On my recent visit, the city was busily sprucing itself up for the upcoming Asia Africa Conference. The original conference took place in 1955, a time to discuss the cold war and the ending of colonialism across developing nations. This upcoming conference in April 2015, will see many world leaders congregate here once more.
Navigating my way around the broken footpaths and piles of ready to be laid pavers, I entered Sumber Hidangan, a local Dutch style bakery that first opened its doors in 1929, and hasn’t changed since. This easy time travel seemed to have no physical effects, I didn’t go through any gravitational vortexes or worm holes as in a science fiction film, all I had to do was cross the threshold. But time travel it was. This was the antithesis of mass market production. Light filtered through into the dimly lit space. The dusty wooden floorboards creaked as I entered the high ceilinged store. Peeling paintwork barely clung to the walls. Custom built glass cabinets, also with a layer of dust, displayed trays of fluffy white bread. Glass jars stacked artfully with traditional Dutch biscuits. Signage advertising the wares were in both Dutch and English. The ‘antique’ scales; a cash register and oven that have not been replaced since its opening. Even the staff were ancient.

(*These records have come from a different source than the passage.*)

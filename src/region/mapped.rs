// SPDX-FileCopyrightText: 2026 ArcheBase
//
// SPDX-License-Identifier: MulanPSL-2.0

//! Mapped region handles: ownership of one OS mapping or heap buffer.
//!
//! A `MappedRegion` owns the underlying resource for its whole lifetime;
//! views borrow from it through an `Arc` and can never outlive it. The
//! region records a closed flag so a force-closed handle refuses new
//! reads and writes even while outstanding `Arc`s keep the pages mapped.

use std::fs::{File, OpenOptions};
use std::path::{Path, PathBuf};
use std::sync::atomic::{AtomicBool, Ordering};
use std::sync::Arc;
use std::time::Duration;

use memmap2::{Mmap, MmapMut, MmapOptions};
use tracing::warn;

use crate::core::{Result, ViewError};
use crate::region::access::{AccessMode, PersistMode};
use crate::region::stream_id::StreamId;

/// Attempts for file-backed mapping creation before giving up.
///
/// Transient share violations are expected when another process is mid-write
/// to the same file during acquisition.
const MAX_OPEN_RETRIES: u32 = 5;

/// Fixed delay between mapping retries.
const OPEN_RETRY_DELAY: Duration = Duration::from_millis(50);

/// The resource owned by a region handle.
///
/// Kept alive for the region's lifetime; the region's base pointer is
/// derived from it at construction and stays valid because mapped pages and
/// boxed buffers do not move.
enum Backing {
    /// Read-only file mapping.
    FileRo { _map: Mmap, _file: File },
    /// Writable file mapping.
    FileRw { map: MmapMut, _file: File },
    /// Anonymous, non-persisted mapping.
    Anonymous { map: MmapMut },
    /// Caller-supplied heap buffer.
    Heap { ptr: *mut u8, len: usize },
}

impl Drop for Backing {
    fn drop(&mut self) {
        if let Backing::Heap { ptr, len } = *self {
            // SAFETY: ptr/len came from Vec::into_boxed_slice via
            // Box::into_raw in from_vec, and are dropped exactly once here.
            drop(unsafe { Box::from_raw(std::ptr::slice_from_raw_parts_mut(ptr, len)) });
        }
    }
}

/// A handle owning one mapped region (or in-memory buffer).
///
/// Regions are usually created through the
/// [`MappingRegistry`](crate::region::MappingRegistry) so that repeated
/// requests for the same [`StreamId`] share a single OS mapping. Heap-backed
/// regions are constructed directly with [`MappedRegion::from_vec`] and are
/// not registered.
pub struct MappedRegion {
    id: StreamId,
    mode: AccessMode,
    path: Option<PathBuf>,
    ptr: *mut u8,
    len: usize,
    closed: AtomicBool,
    supports_sub_views: bool,
    prefers_bulk_reads: bool,
    backing: Backing,
}

// SAFETY: the raw pointer refers to memory owned by `backing`, which lives
// as long as the region. Mutation is either exclusive (heap, anonymous) or
// externally coordinated by callers of writable views, matching the shared
// mapping contract.
unsafe impl Send for MappedRegion {}
unsafe impl Sync for MappedRegion {}

impl MappedRegion {
    /// Open or create a region according to `persist` and `mode`.
    ///
    /// `size` is required (and must be non-zero) for anonymous regions and
    /// for file creation; for plain opens the file's length is used.
    pub fn open(
        id: StreamId,
        mode: AccessMode,
        persist: &PersistMode,
        size: Option<u64>,
    ) -> Result<Self> {
        match persist {
            PersistMode::Anonymous => Self::create_anonymous(id, size.unwrap_or(0)),
            PersistMode::FileBacked { path } => Self::open_file(id, mode, path, size),
        }
    }

    /// Create an anonymous, non-persisted region.
    ///
    /// A zero size is rejected before any OS call is attempted.
    pub fn create_anonymous(id: StreamId, size: u64) -> Result<Self> {
        if size == 0 {
            return Err(ViewError::zero_length(id.to_string()));
        }
        let mut map = MmapOptions::new()
            .len(size as usize)
            .map_anon()
            .map_err(|e| ViewError::map_failed(id.to_string(), e.to_string()))?;
        let ptr = map.as_mut_ptr();
        let len = map.len();
        Ok(Self {
            id,
            mode: AccessMode::CREATE_READ_WRITE,
            path: None,
            ptr,
            len,
            closed: AtomicBool::new(false),
            supports_sub_views: false,
            prefers_bulk_reads: true,
            backing: Backing::Anonymous { map },
        })
    }

    /// Open or create a file-backed region.
    ///
    /// Mapping creation is retried a bounded number of times with a fixed
    /// delay; not-found and access-denied failures are terminal and are not
    /// retried.
    pub fn open_file(
        id: StreamId,
        mode: AccessMode,
        path: &Path,
        size: Option<u64>,
    ) -> Result<Self> {
        if mode.contains(AccessMode::CREATE) {
            match size {
                Some(0) | None => return Err(ViewError::zero_length(id.to_string())),
                Some(_) => {}
            }
        } else if size == Some(0) {
            return Err(ViewError::zero_length(id.to_string()));
        }

        let mut attempt = 0;
        loop {
            attempt += 1;
            match Self::open_file_once(&id, mode, path, size) {
                Ok(region) => return Ok(region),
                // Transient share violations surface as MapFailed and resolve
                // once the writer's I/O completes. Everything else is terminal.
                Err(err @ ViewError::MapFailed { .. }) if attempt < MAX_OPEN_RETRIES => {
                    warn!(
                        id = %id,
                        attempt,
                        error = %err,
                        "mapping attempt failed, retrying"
                    );
                    std::thread::sleep(OPEN_RETRY_DELAY);
                }
                Err(err) => return Err(err),
            }
        }
    }

    fn open_file_once(
        id: &StreamId,
        mode: AccessMode,
        path: &Path,
        size: Option<u64>,
    ) -> Result<Self> {
        let classify = |e: std::io::Error| match e.kind() {
            std::io::ErrorKind::NotFound => ViewError::not_found(id.to_string()),
            std::io::ErrorKind::PermissionDenied => {
                ViewError::access_denied(id.to_string(), e.to_string())
            }
            _ => ViewError::map_failed(id.to_string(), e.to_string()),
        };

        let writable = mode.contains(AccessMode::WRITE) || mode.contains(AccessMode::CREATE);
        let file = if mode.contains(AccessMode::CREATE) {
            let file = OpenOptions::new()
                .read(true)
                .write(true)
                .create(true)
                .truncate(true)
                .open(path)
                .map_err(classify)?;
            // open_file validated size as Some and non-zero for CREATE.
            let size = size.unwrap_or(0);
            file.set_len(size).map_err(classify)?;
            file
        } else if writable {
            OpenOptions::new()
                .read(true)
                .write(true)
                .open(path)
                .map_err(classify)?
        } else {
            File::open(path).map_err(classify)?
        };

        let file_len = file.metadata().map_err(classify)?.len();
        if file_len == 0 {
            return Err(ViewError::zero_length(id.to_string()));
        }

        let map_len = match size {
            Some(requested) if requested > file_len => {
                if mode.contains(AccessMode::ALLOW_SHORT_READ) {
                    file_len
                } else {
                    return Err(ViewError::map_failed(
                        id.to_string(),
                        format!(
                            "requested {requested} bytes but file holds only {file_len}"
                        ),
                    ));
                }
            }
            Some(requested) => requested,
            None => file_len,
        } as usize;

        let (ptr, len, backing) = if writable {
            let mut map = unsafe { MmapOptions::new().len(map_len).map_mut(&file) }
                .map_err(classify)?;
            let ptr = map.as_mut_ptr();
            let len = map.len();
            (ptr, len, Backing::FileRw { map, _file: file })
        } else {
            let map = unsafe { MmapOptions::new().len(map_len).map(&file) }
                .map_err(classify)?;
            let ptr = map.as_ptr() as *mut u8;
            let len = map.len();
            (ptr, len, Backing::FileRo { _map: map, _file: file })
        };

        Ok(Self {
            id: id.clone(),
            mode,
            path: Some(path.to_path_buf()),
            ptr,
            len,
            closed: AtomicBool::new(false),
            supports_sub_views: false,
            prefers_bulk_reads: true,
            backing,
        })
    }

    /// Wrap a caller-supplied heap buffer in a region handle.
    ///
    /// The buffer gets the same view/reader/writer surface as a mapped file.
    /// Heap regions support arbitrary sub-view nesting and are not tracked
    /// by the registry.
    pub fn from_vec(id: StreamId, data: Vec<u8>, mode: AccessMode) -> Result<Self> {
        if data.is_empty() {
            return Err(ViewError::zero_length(id.to_string()));
        }
        let boxed = data.into_boxed_slice();
        let len = boxed.len();
        let ptr = Box::into_raw(boxed) as *mut u8;
        Ok(Self {
            id,
            mode,
            path: None,
            ptr,
            len,
            closed: AtomicBool::new(false),
            supports_sub_views: true,
            prefers_bulk_reads: false,
            backing: Backing::Heap { ptr, len },
        })
    }

    /// The stream identifier of this region.
    pub fn id(&self) -> &StreamId {
        &self.id
    }

    /// The access mode the region was opened with.
    pub fn mode(&self) -> AccessMode {
        self.mode
    }

    /// Backing file path, if file-backed.
    pub fn path(&self) -> Option<&Path> {
        self.path.as_deref()
    }

    /// Length of the mapped region in bytes.
    pub fn len(&self) -> usize {
        self.len
    }

    /// Check if the region is empty. Always false for successfully opened
    /// regions since zero-length mappings are rejected.
    pub fn is_empty(&self) -> bool {
        self.len == 0
    }

    /// Whether the region has been force-closed.
    pub fn is_closed(&self) -> bool {
        self.closed.load(Ordering::Acquire)
    }

    /// Mark the region closed so outstanding handles refuse future access.
    /// Reads already executing complete against the still-mapped pages.
    pub(crate) fn mark_closed(&self) {
        self.closed.store(true, Ordering::Release);
    }

    pub(crate) fn base_ptr(&self) -> *mut u8 {
        self.ptr
    }

    pub(crate) fn supports_sub_views(&self) -> bool {
        self.supports_sub_views
    }

    pub(crate) fn prefers_bulk_reads(&self) -> bool {
        self.prefers_bulk_reads
    }

    /// Flush a writable file-backed region to disk. A no-op for anonymous
    /// and heap regions.
    pub fn flush(&self) -> Result<()> {
        match &self.backing {
            Backing::FileRw { map, .. } => map
                .flush()
                .map_err(|e| ViewError::map_failed(self.id.to_string(), e.to_string())),
            _ => Ok(()),
        }
    }
}

impl std::fmt::Debug for MappedRegion {
    fn fmt(&self, f: &mut std::fmt::Formatter<'_>) -> std::fmt::Result {
        f.debug_struct("MappedRegion")
            .field("id", &self.id.to_string())
            .field("mode", &self.mode.to_string())
            .field("len", &self.len)
            .field("closed", &self.is_closed())
            .finish()
    }
}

The smell of freshly baked bread teased me, and the glass jars filled neatly with treats caused my eyes to widen. But I was here to show my group my favourite thing about this store – the bread slicer. I approached the counter. To my dismay, the group of ladies in their starched pink aprons informed me that she had gone home for the day. Yes, the bread slicer is a person, no modern technology here. I had been here before when they were quite busy, with several bread slicers skilfully dividing the fluffy fresh loaves into precise slices. My disappointment must have been visible – the friendly ladies proposed if I buy a loaf, they could slice it for me. As I was keen to show my group, I agreed. They only had one variety of bread left this late in the afternoon, the Continental Milk Bread – made with eggs and full cream milk, the sign read. A loaf was selected, and one of the uniformed ladies began to masterly and evenly slice away. Perfect, with just a fraction of a millimetre left intact to hold the loaf together. She then suggested that I didn’t really need to buy it, that they could place it on the shelf with the others on display. They had gone to the trouble of slicing it for me, and it looked fresh and velvety. The ingredients printed on the sign suggested it had few preservatives, unlike the local commercial breads. I would like to try. She then briskly wrapped the loaf in brown paper while another woman neatly hand-wrote out my receipt for 10,500 Rupiah (approximately 80 US cents). This was in turn handed to the cashier seated behind a metal security cage. After our transaction, my group bought a few of the pastries, then we returned through the wormhole to the bustling modern street outside.
Sumber Hidangan is located at 20-22 Jalan Braga, Bandung. West Java. Indonesia.